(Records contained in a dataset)

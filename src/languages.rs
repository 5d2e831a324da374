/// Display names for the language codes the tool is commonly pointed at.
/// The prompt reads better with "German" than "de"; unknown codes fall back
/// to the code itself.
pub fn language_name(code: &str) -> Option<&'static str> {
    match code {
        "en" => Some("English"),
        "de" => Some("German"),
        "es" => Some("Spanish"),
        "fr" => Some("French"),
        "it" => Some("Italian"),
        "ja" => Some("Japanese"),
        "ko" => Some("Korean"),
        "pt" => Some("Portuguese"),
        "zh" => Some("Chinese"),
        "ar" => Some("Arabic"),
        "cs" => Some("Czech"),
        "da" => Some("Danish"),
        "fi" => Some("Finnish"),
        "el" => Some("Greek"),
        "hi" => Some("Hindi"),
        "hu" => Some("Hungarian"),
        _ => None,
    }
}

pub fn display_name(code: &str) -> String {
    let normalized = code.trim().to_lowercase();
    language_name(&normalized)
        .map(str::to_string)
        .unwrap_or(normalized)
}
//! Base64 text transport for masks.
//!
//! The wire form is the RLE counts serialised as little-endian `u32`s,
//! followed by an 8-character ASCII decimal shape descriptor (four
//! digits of height, then four of width), Base64-encoded as a single
//! buffer. The fixed-width descriptor caps either dimension at 9999;
//! the cap is kept for compatibility with existing strings but enforced
//! here instead of silently emitting a corrupt descriptor.

use base64::engine::general_purpose::STANDARD as BASE64_ENGINE;
use base64::Engine;
use log::debug;

use crate::error::Error;
use crate::rle::{decode, encode};
use crate::types::{Mask, Rle};

/// Largest dimension the 4-digit shape descriptor can carry.
pub const MAX_DIM: u32 = 9999;

const SHAPE_DESCRIPTOR_LEN: usize = 8;

/// Encode a mask into its Base64 transport string.
///
/// Identical masks always produce byte-identical strings.
pub fn to_base64(mask: &Mask) -> Result<String, Error> {
    if mask.h() > MAX_DIM {
        return Err(Error::ShapeTooLarge(mask.h()));
    }
    if mask.w() > MAX_DIM {
        return Err(Error::ShapeTooLarge(mask.w()));
    }

    let rle = encode(mask);
    let mut buf = Vec::with_capacity(rle.counts.len() * 4 + SHAPE_DESCRIPTOR_LEN);
    for &c in &rle.counts {
        buf.extend_from_slice(&c.to_le_bytes());
    }
    buf.extend_from_slice(format!("{:04}{:04}", mask.h(), mask.w()).as_bytes());

    debug!(
        "packed {}x{} mask into {} transport bytes",
        mask.h(),
        mask.w(),
        buf.len()
    );
    Ok(BASE64_ENGINE.encode(buf))
}

/// Decode a Base64 transport string back into a mask.
pub fn from_base64(s: &str) -> Result<Mask, Error> {
    let bytes = BASE64_ENGINE.decode(s)?;
    if bytes.len() < SHAPE_DESCRIPTOR_LEN {
        return Err(Error::TruncatedPayload(bytes.len()));
    }

    let (counts_bytes, shape_bytes) = bytes.split_at(bytes.len() - SHAPE_DESCRIPTOR_LEN);
    if !shape_bytes.iter().all(u8::is_ascii_digit) {
        return Err(Error::BadShapeDescriptor(
            String::from_utf8_lossy(shape_bytes).into_owned(),
        ));
    }
    let h = parse_dim(&shape_bytes[..4]);
    let w = parse_dim(&shape_bytes[4..]);

    if counts_bytes.len() % 4 != 0 {
        return Err(Error::RaggedPayload(counts_bytes.len()));
    }
    let counts: Vec<u32> = counts_bytes
        .chunks_exact(4)
        .map(|b| u32::from_le_bytes([b[0], b[1], b[2], b[3]]))
        .collect();

    decode(&Rle::from_counts(counts, h, w))
}

fn parse_dim(digits: &[u8]) -> u32 {
    // Caller has verified the bytes are ASCII digits; 4 digits fit u32.
    digits.iter().fold(0, |acc, &b| acc * 10 + (b - b'0') as u32)
}

#[cfg(test)]
mod tests {
    use super::*;

    fn sample_mask() -> Mask {
        Mask::from_rows(&[
            vec![false, true, false, true],
            vec![false, true, false, false],
            vec![false, true, true, false],
        ])
    }

    #[test]
    fn test_base64_roundtrip() {
        let mask = sample_mask();
        let s = to_base64(&mask).unwrap();
        assert_eq!(from_base64(&s).unwrap(), mask);
    }

    #[test]
    fn test_roundtrip_degenerate_masks() {
        for mask in [
            Mask::new(3, 4),
            Mask::from_fn(3, 4, |_, _| true),
            Mask::from_fn(1, 1, |_, _| true),
            Mask::from_fn(2, 2, |y, x| (y + x) % 2 == 1),
        ] {
            let s = to_base64(&mask).unwrap();
            assert_eq!(from_base64(&s).unwrap(), mask);
        }
    }

    #[test]
    fn test_deterministic() {
        let mask = sample_mask();
        assert_eq!(to_base64(&mask).unwrap(), to_base64(&mask).unwrap());
    }

    #[test]
    fn test_wire_layout() {
        // All-background 2x3: counts [6], then "00020003"
        let s = to_base64(&Mask::new(2, 3)).unwrap();
        let bytes = BASE64_ENGINE.decode(s).unwrap();
        assert_eq!(&bytes[..4], &6u32.to_le_bytes());
        assert_eq!(&bytes[4..], b"00020003");
    }

    #[test]
    fn test_shape_too_large() {
        let tall = Mask::new(10_000, 1);
        assert!(matches!(
            to_base64(&tall),
            Err(Error::ShapeTooLarge(10_000))
        ));
        let wide = Mask::new(1, 10_000);
        assert!(matches!(
            to_base64(&wide),
            Err(Error::ShapeTooLarge(10_000))
        ));
    }

    #[test]
    fn test_max_dim_accepted() {
        let mask = Mask::new(MAX_DIM, 1);
        let s = to_base64(&mask).unwrap();
        let back = from_base64(&s).unwrap();
        assert_eq!(back.h(), MAX_DIM);
        assert_eq!(back.w(), 1);
    }

    #[test]
    fn test_invalid_base64() {
        assert!(matches!(from_base64("not base64!!"), Err(Error::Base64(_))));
    }

    #[test]
    fn test_truncated_payload() {
        let s = BASE64_ENGINE.encode(b"abc");
        assert!(matches!(
            from_base64(&s),
            Err(Error::TruncatedPayload(3))
        ));
    }

    #[test]
    fn test_bad_shape_descriptor() {
        let mut buf = Vec::new();
        buf.extend_from_slice(&4u32.to_le_bytes());
        buf.extend_from_slice(b"0002000x");
        let s = BASE64_ENGINE.encode(buf);
        assert!(matches!(
            from_base64(&s),
            Err(Error::BadShapeDescriptor(_))
        ));
    }

    #[test]
    fn test_ragged_payload() {
        let mut buf = vec![0u8; 3];
        buf.extend_from_slice(b"00010003");
        let s = BASE64_ENGINE.encode(buf);
        assert!(matches!(from_base64(&s), Err(Error::RaggedPayload(3))));
    }

    #[test]
    fn test_length_mismatch_surfaces() {
        // counts [5] against a 2x2 shape
        let mut buf = Vec::new();
        buf.extend_from_slice(&5u32.to_le_bytes());
        buf.extend_from_slice(b"00020002");
        let s = BASE64_ENGINE.encode(buf);
        assert!(matches!(
            from_base64(&s),
            Err(Error::LengthMismatch { .. })
        ));
    }
}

* PROMPT: Copy each of the records above so that nothing differs from the original.

* SOLUTION TO THIS EXERCISE:
filename src/languages.rs
repository 5d2e831a324da374
/// Display names for the language codes the tool is commonly pointed at.
/// The prompt reads better with "German" than "de"; unknown codes fall back
/// to the code itself.
pub fn language_name(code: &str) -> Option<&'static str> {
    match code {
        "en" => Some("English"),
        "de" => Some("German"),
        "es" => Some("Spanish"),
        "fr" => Some("French"),
        "it" => Some("Italian"),
        "ja" => Some("Japanese"),
        "ko" => Some("Korean"),
        "pt" => Some("Portuguese"),
        "zh" => Some("Chinese"),
        "ar" => Some("Arabic"),
        "cs" => Some("Czech"),
        "da" => Some("Danish"),
        "fi" => Some("Finnish"),
        "el" => Some("Greek"),
        "hi" => Some("Hindi"),
        "hu" => Some("Hungarian"),
        _ => None,
    }
}

pub fn display_name(code: &str) -> String {
    let normalized = code.trim().to_lowercase();
    language_name(&normalized)
        .map(str::to_string)
        .unwrap_or(normalized)
}
//! Base64 text transport for masks.
//!
//! The wire form is the RLE counts serialised as little-endian `u32`s,
//! followed by an 8-character ASCII decimal shape descriptor (four
//! digits of height, then four of width), Base64-encoded as a single
//! buffer. The fixed-width descriptor caps either dimension at 9999;
//! the cap is kept for compatibility with existing strings but enforced
//! here instead of silently emitting a corrupt descriptor.

use base64::engine::general_purpose::STANDARD as BASE64_ENGINE;
use base64::Engine;
use log::debug;

use crate::error::Error;
use crate::rle::{decode, encode};
use crate::types::{Mask, Rle};

/// Largest dimension the 4-digit shape descriptor can carry.
pub const MAX_DIM: u32 = 9999;

const SHAPE_DESCRIPTOR_LEN: usize = 8;

/// Encode a mask into its Base64 transport string.
///
/// Identical masks always produce byte-identical strings.
pub fn to_base64(mask: &Mask) -> Result<String, Error> {
    if mask.h() > MAX_DIM {
        return Err(Error::ShapeTooLarge(mask.h()));
    }
    if mask.w() > MAX_DIM {
        return Err(Error::ShapeTooLarge(mask.w()));
    }

    let rle = encode(mask);
    let mut buf = Vec::with_capacity(rle.counts.len() * 4 + SHAPE_DESCRIPTOR_LEN);
    for &c in &rle.counts {
        buf.extend_from_slice(&c.to_le_bytes());
    }
    buf.extend_from_slice(format!("{:04}{:04}", mask.h(), mask.w()).as_bytes());

    debug!(
        "packed {}x{} mask into {} transport bytes",
        mask.h(),
        mask.w(),
        buf.len()
    );
    Ok(BASE64_ENGINE.encode(buf))
}

/// Decode a Base64 transport string back into a mask.
pub fn from_base64(s: &str) -> Result<Mask, Error> {
    let bytes = BASE64_ENGINE.decode(s)?;
    if bytes.len() < SHAPE_DESCRIPTOR_LEN {
        return Err(Error::TruncatedPayload(bytes.len()));
    }

    let (counts_bytes, shape_bytes) = bytes.split_at(bytes.len() - SHAPE_DESCRIPTOR_LEN);
    if !shape_bytes.iter().all(u8::is_ascii_digit) {
        return Err(Error::BadShapeDescriptor(
            String::from_utf8_lossy(shape_bytes).into_owned(),
        ));
    }
    let h = parse_dim(&shape_bytes[..4]);
    let w = parse_dim(&shape_bytes[4..]);

    if counts_bytes.len() % 4 != 0 {
        return Err(Error::RaggedPayload(counts_bytes.len()));
    }
    let counts: Vec<u32> = counts_bytes
        .chunks_exact(4)
        .map(|b| u32::from_le_bytes([b[0], b[1], b[2], b[3]]))
        .collect();

    decode(&Rle::from_counts(counts, h, w))
}

fn parse_dim(digits: &[u8]) -> u32 {
    // Caller has verified the bytes are ASCII digits; 4 digits fit u32.
    digits.iter().fold(0, |acc, &b| acc * 10 + (b - b'0') as u32)
}

#[cfg(test)]
mod tests {
    use super::*;

    fn sample_mask() -> Mask {
        Mask::from_rows(&[
            vec![false, true, false, true],
            vec![false, true, false, false],
            vec![false, true, true, false],
        ])
    }

    #[test]
    fn test_base64_roundtrip() {
        let mask = sample_mask();
        let s = to_base64(&mask).unwrap();
        assert_eq!(from_base64(&s).unwrap(), mask);
    }

    #[test]
    fn test_roundtrip_degenerate_masks() {
        for mask in [
            Mask::new(3, 4),
            Mask::from_fn(3, 4, |_, _| true),
            Mask::from_fn(1, 1, |_, _| true),
            Mask::from_fn(2, 2, |y, x| (y + x) % 2 == 1),
        ] {
            let s = to_base64(&mask).unwrap();
            assert_eq!(from_base64(&s).unwrap(), mask);
        }
    }

    #[test]
    fn test_deterministic() {
        let mask = sample_mask();
        assert_eq!(to_base64(&mask).unwrap(), to_base64(&mask).unwrap());
    }

    #[test]
    fn test_wire_layout() {
        // All-background 2x3: counts [6], then "00020003"
        let s = to_base64(&Mask::new(2, 3)).unwrap();
        let bytes = BASE64_ENGINE.decode(s).unwrap();
        assert_eq!(&bytes[..4], &6u32.to_le_bytes());
        assert_eq!(&bytes[4..], b"00020003");
    }

    #[test]
    fn test_shape_too_large() {
        let tall = Mask::new(10_000, 1);
        assert!(matches!(
            to_base64(&tall),
            Err(Error::ShapeTooLarge(10_000))
        ));
        let wide = Mask::new(1, 10_000);
        assert!(matches!(
            to_base64(&wide),
            Err(Error::ShapeTooLarge(10_000))
        ));
    }

    #[test]
    fn test_max_dim_accepted() {
        let mask = Mask::new(MAX_DIM, 1);
        let s = to_base64(&mask).unwrap();
        let back = from_base64(&s).unwrap();
        assert_eq!(back.h(), MAX_DIM);
        assert_eq!(back.w(), 1);
    }

    #[test]
    fn test_invalid_base64() {
        assert!(matches!(from_base64("not base64!!"), Err(Error::Base64(_))));
    }

    #[test]
    fn test_truncated_payload() {
        let s = BASE64_ENGINE.encode(b"abc");
        assert!(matches!(
            from_base64(&s),
            Err(Error::TruncatedPayload(3))
        ));
    }

    #[test]
    fn test_bad_shape_descriptor() {
        let mut buf = Vec::new();
        buf.extend_from_slice(&4u32.to_le_bytes());
        buf.extend_from_slice(b"0002000x");
        let s = BASE64_ENGINE.encode(buf);
        assert!(matches!(
            from_base64(&s),
            Err(Error::BadShapeDescriptor(_))
        ));
    }

    #[test]
    fn test_ragged_payload() {
        let mut buf = vec![0u8; 3];
        buf.extend_from_slice(b"00010003");
        let s = BASE64_ENGINE.encode(buf);
        assert!(matches!(from_base64(&s), Err(Error::RaggedPayload(3))));
    }

    #[test]
    fn test_length_mismatch_surfaces() {
        // counts [5] against a 2x2 shape
        let mut buf = Vec::new();
        buf.extend_from_slice(&5u32.to_le_bytes());
        buf.extend_from_slice(b"00020002");
        let s = BASE64_ENGINE.encode(buf);
        assert!(matches!(
            from_base64(&s),
            Err(Error::LengthMismatch { .. })
        ));
    }
}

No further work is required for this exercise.